Commission closure of investigation into Apple's rules for developers of e-book/audiobook apps

 

Commission closure of investigation into Apple's rules for developers of e-book/audiobook apps

On 22 November the European Commission announced that it had closed its investigation into allegedly anti-competitive behaviour by Apple over some of the terms it applies to competing e-book/audiobook app developers for use of its App Store in the EEA.

The step follows the withdrawal of the complaint filed against Apple by an e-book and audiobook distributor. Meanwhile the Commission states that it will continue to monitor business practices in the European tech sector, including those of Apple.

The evolution of the concept of abuse of dominance and the interaction between the Commission’s enforcement priorities and practice as well as the Court’s jurisprudence towards a more economics-based approach has a particular significance in digital markets. This is not least because of the enactment of ex ante regulation in digital markets. An important illustration of this trend is the Digital Markets Act (‘DMA’)  which introduces regulation of certain large digital platforms (‘digital gatekeepers’).

The DMA applies regardless of the existence of any effects of commercial practices on competition, competitors or consumers. However, it is widely accepted that the rules in the DMA are based on antitrust proceedings.  Furthermore, the Commission may enforce Article 102 in digital markets  and national authorities continue to enforce Article 102 but have no corresponding powers to enforce the DMA.

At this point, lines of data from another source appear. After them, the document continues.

// -*- coding: utf-8 -*-
// Copyright (C) 2025 Michael Büsch <m@bues.ch>
// SPDX-License-Identifier: Apache-2.0 OR MIT

pub use avr_device::atmega8 as mcu;
pub use avr_device::interrupt;
pub use mcu::Peripherals;

use crate::mutex::IrqCtx;

macro_rules! define_isr {
    ($name:ident, $handler:path) => {
        #[avr_device::interrupt(atmega8)]
        fn $name() {
            // SAFETY: We are inside of an interrupt handler.
            // Therefore, it is safe to construct an `IrqCtx`.
            let c = unsafe { IrqCtx::new() };
            $handler(&c);
        }
    };
}

define_isr!(INT0, crate::system::irq_handler_int0);
define_isr!(TIMER0_OVF, crate::system::irq_handler_timer0_ovf);
define_isr!(TIMER1_COMPA, crate::system::irq_handler_timer1_compa);
#[cfg(feature = "debug")]
define_isr!(USART_UDRE, crate::usart::irq_handler_udre);

/// Watchdog control register I/O address.
const WDTCR: u8 = 0x21;

/// Enable the watchdog with a timeout of 2.1 s.
pub fn wdt_init() {
    // SAFETY: The asm code only accesses the WDT registers
    //         which are not accessed from anywhere else in the program.
    unsafe {
        core::arch::asm!(
            "ldi {tmp}, 0x18", // WDCE=1, WDE=1
            "out {WDTCR}, {tmp}",
            "ldi {tmp}, 0x0F", // WDE=1, WDP2=1, WDP1=1, WDP0=1
            "out {WDTCR}, {tmp}",
            tmp = out(reg_upper) _,
            WDTCR = const WDTCR,
            options(nostack, preserves_flags)
        );
    }
}

pub fn wdt_poke(_wp: &mcu::WDT) {
    avr_device::asm::wdr();
}

// vim: ts=4 sw=4 expandtab
// -*- coding: utf-8 -*-
// Copyright (C) 2025 Michael Büsch <m@bues.ch>
// SPDX-License-Identifier: Apache-2.0 OR MIT

//! Phase delay tables for 50 Hz and 60 Hz mains.

/// Power pulse timer tick, in microseconds.
pub const POWER_TICK_US: u32 = 64;

/// Motor pulse timer tick, in microseconds.
pub const MOTOR_TICK_US: u32 = 40;

/// Number of motor delay table entries, including the "off" reference.
pub const MOTOR_DELAY_COUNT: usize = 6;

/// Mains grid frequency.
#[derive(Clone, Copy, PartialEq, Eq, Debug)]
#[cfg_attr(feature = "defmt", derive(defmt::Format))]
pub enum GridFreq {
    Hz50,
    Hz60,
}

impl GridFreq {
    /// The phase table belonging to this grid frequency.
    pub const fn table(self) -> &'static PhaseTable {
        match self {
            Self::Hz50 => &TABLE_50HZ,
            Self::Hz60 => &TABLE_60HZ,
        }
    }

    pub const fn hz(self) -> u8 {
        match self {
            Self::Hz50 => 50,
            Self::Hz60 => 60,
        }
    }

    /// Mains half-wave duration, in microseconds.
    pub const fn halfwave_us(self) -> u32 {
        1_000_000 / (self.hz() as u32 * 2)
    }
}

/// Operating mode of the power supply pulse.
#[derive(Clone, Copy, PartialEq, Eq, Debug, Default)]
#[cfg_attr(feature = "defmt", derive(defmt::Format))]
#[repr(u8)]
pub enum PowerMode {
    /// Large phase delay. Low output power.
    #[default]
    Standby = 0,
    /// Minimum phase delay. Full output power.
    Active = 1,
}

/// Motor speed level, 1 (slowest) to 5 (fastest).
#[derive(Clone, Copy, PartialEq, Eq, PartialOrd, Ord, Debug)]
#[cfg_attr(feature = "defmt", derive(defmt::Format))]
pub struct MotorLevel(u8);

impl MotorLevel {
    pub const MIN: Self = Self(1);
    pub const MAX: Self = Self(5);
    pub const DEFAULT: Self = Self(3);

    pub const fn new(level: u8) -> Option<Self> {
        if level >= Self::MIN.0 && level <= Self::MAX.0 {
            Some(Self(level))
        } else {
            None
        }
    }

    pub const fn get(self) -> u8 {
        self.0
    }

    /// Next faster level. `None` at the ceiling.
    pub const fn up(self) -> Option<Self> {
        Self::new(self.0 + 1)
    }

    /// Next slower level. `None` at the floor.
    pub const fn down(self) -> Option<Self> {
        Self::new(self.0 - 1)
    }

    const fn index(self) -> usize {
        self.0 as usize
    }
}

impl Default for MotorLevel {
    fn default() -> Self {
        Self::DEFAULT
    }
}

/// Phase delays from zero crossing to pulse.
///
/// The power delays are in [POWER_TICK_US] ticks and indexed by [PowerMode].
/// The motor delays are in [MOTOR_TICK_US] ticks and indexed by [MotorLevel].
/// Motor index 0 is the "off" reference. It is only used to compute the
/// soft-start span and never driven.
#[derive(Debug, PartialEq, Eq)]
pub struct PhaseTable {
    power_delay: [u8; 2],
    motor_delay: [u8; MOTOR_DELAY_COUNT],
}

impl PhaseTable {
    pub const fn power_delay(&self, mode: PowerMode) -> u8 {
        self.power_delay[mode as usize]
    }

    pub const fn motor_delay(&self, level: MotorLevel) -> u8 {
        self.motor_delay[level.index()]
    }

    /// The "off" reference delay at motor index 0.
    pub const fn motor_off_delay(&self) -> u8 {
        self.motor_delay[0]
    }

    /// Delay difference between `level` and the next slower level.
    pub const fn motor_step(&self, level: MotorLevel) -> u8 {
        self.motor_delay[level.index() - 1] - self.motor_delay[level.index()]
    }

    /// Delay difference between "off" and `level`.
    pub const fn motor_span(&self, level: MotorLevel) -> u8 {
        self.motor_delay[0] - self.motor_delay[level.index()]
    }

    /// Motor delays must strictly decrease with the index.
    /// The soft-start direction depends on it.
    pub const fn is_monotonic(&self) -> bool {
        let mut i = 1;
        while i < MOTOR_DELAY_COUNT {
            if self.motor_delay[i - 1] <= self.motor_delay[i] {
                return false;
            }
            i += 1;
        }
        self.power_delay[0] >= self.power_delay[1]
    }
}

/// 50 Hz: 156.25 power ticks and 250 motor ticks per half-wave.
pub const TABLE_50HZ: PhaseTable = PhaseTable {
    // 70%, 0%
    power_delay: [109, 0],
    // 85%, 78%, 69%, 61%, 53%, 45%
    motor_delay: [213, 195, 173, 153, 133, 113],
};

/// 60 Hz: 130.21 power ticks and 208.3 motor ticks per half-wave.
pub const TABLE_60HZ: PhaseTable = PhaseTable {
    // 60%, 0%
    power_delay: [78, 0],
    // 85%, 78%, 69%, 61%, 53%, 45%
    motor_delay: [177, 162, 144, 127, 110, 94],
};

const _: () = assert!(TABLE_50HZ.is_monotonic());
const _: () = assert!(TABLE_60HZ.is_monotonic());


// vim: ts=4 sw=4 expandtab
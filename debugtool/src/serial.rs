// -*- coding: utf-8 -*-

use crate::decode::Decoder;
use anyhow::{self as ah, Context as _};
use std::{
    io::{self, Read as _},
    time::Duration,
};

const BAUD: u32 = 19_200;

pub fn run_serial(port: &str) -> ah::Result<()> {
    let mut serial = serialport::new(port, BAUD)
        .data_bits(serialport::DataBits::Eight)
        .parity(serialport::Parity::None)
        .flow_control(serialport::FlowControl::None)
        .stop_bits(serialport::StopBits::One)
        .timeout(Duration::from_millis(500))
        .open()
        .context("Open serial port")?;

    let mut decoder = Decoder::new();
    let mut buf = [0_u8; 64];
    loop {
        let count = match serial.read(&mut buf) {
            Ok(count) => count,
            Err(e) if e.kind() == io::ErrorKind::TimedOut => continue,
            Err(e) => return Err(e).context("Serial port read"),
        };
        for round in decoder.feed_all(&buf[..count]) {
            println!("{round}");
        }
    }
}

// vim: ts=4 sw=4 expandtab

This context raises the prospect of differences in treatment between equivalent practices under Article 102 and under the DMA when adopted by gatekeepers (or in relation to non-gatekeeper digital platforms). This bifurcation of enforcement tools is likely to be a feature of the decisional practice and jurisprudence under Article 102 and the DMA in the coming years and which is perhaps inevitable given the legal framework established by these rules.

https://ec.europa.eu/commission/presscorner/detail/en/mex_24_6024

Saturday, 9 November 2024

CMA reports interim concerns and potential solutions in infant formula market study

 


The Competition and Markets Authority (CMA) has published its provisional report on its market study into infant formula and follow-on formula in the UK. The CMA invites comments on its interim report by 29 November 2024.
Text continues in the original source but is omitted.